Either way, you need a good understanding of water chemistry to do anything specific. 

Practical beginner advice: Just go with a teaspoon of CaCl2 + 1/2 teaspoon of CaSO4 (gypsum) into the mash, and check your mash pH reads about 5.5 when measured at 25C on a calibrated meter (most critical part). Adjust down with lactic acid if required. You'll brew good beer like this. If (and only if) your pH is coming in too low on dark beers, you will need some chalk in the mash.


----------



## slash22000

How much did that set you back? I've heard a lot about RO water but never looked into pricing and set up.


----------



## Camo6

Thanks Foles, those amounts are pretty close to what I've been using with my BIAB rig for 20-25l batches brewing mainly pales.

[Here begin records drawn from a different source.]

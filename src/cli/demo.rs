use anyhow::{Context, Result};
use log::info;
use std::path::PathBuf;

use fluent_worklist::format::WorklistFormat;
use fluent_worklist::worklist::{Worklist, WorklistConfig};

/// Write a demo worklist: reagent fill of row A, then a 1:2 dilution series along it
pub fn run(output: PathBuf, format: WorklistFormat) -> Result<()> {
    info!("Building demo dilution series");

    let worklist = build_demo().context("Failed to build demo worklist")?;
    let path = worklist
        .save(&output, format)
        .with_context(|| format!("Failed to write worklist: {}", output.display()))?;

    println!("{}", worklist.summary());
    println!("Demo worklist written to {}", path.display());
    Ok(())
}

fn build_demo() -> Result<Worklist, fluent_worklist::worklist::WorklistError> {
    let mut wl = Worklist::new(WorklistConfig::fca("DilutionSeries"))?;
    let row_a: Vec<String> = (1..=12).map(|col| format!("A{col}")).collect();

    wl.comment("Fill row A with diluent")?;
    wl.pick_up(None, &[0])?;
    wl.multi_dispense(
        "Trough",
        "A1",
        None,
        "Plate",
        &row_a[1..],
        &[100.0; 11],
        None,
    )?;
    wl.drop_tips(&[0])?;

    wl.comment("Add stock to A1")?;
    wl.transfer("Stock", "A1", "Plate", "A1", 200.0, None, true)?;

    wl.comment("1:2 serial dilution A1 -> A12")?;
    wl.serial_dilution("Plate", &row_a, 100.0, None)?;

    Ok(wl)
}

I looked at carbon filters first but the ro system wasn't much more expensive. (@slash $128 delivered http://www.ebay.com.au/itm/251123261075?ssPageName=STRK:MEWNX:IT&_trksid=p3984.m1497.l2649 )

With my move to 4v I'd just like to create a set of water additions I can use when replicating different styles of beer. If I can be sure of the content of my base water then I can save a range of profiles in BreWater and be confident of its accuracy.

I probably won't be able to tell Burton from Pilsen with my uneducated palate but it's more the enjoyment I get from complicating my obsession. And it's all the fault of this forum.

Cheers


----------



## seamad

It's a pretty slow flow rate, about 9l/hr, so about 3.5 hours to get water for a average 21L batch. I had a similiar one for a sterilizer and they also reject about half input water. Wouldn't think you would need one on Melbourne water anyway as thought it was pretty good ?


----------



## Camo6

Shit, is it that slow Seamad? Haven't tried it yet as was waiting on part damaged in transit. I suppose I could set it on a timer or bypass the ro membrane if I'm in a hurry. They waste a fair bit of water too but I'll rig that to a tank for garden water. FIL had one at his old house and didn't seem that slow but now I think about it his had a storage tank.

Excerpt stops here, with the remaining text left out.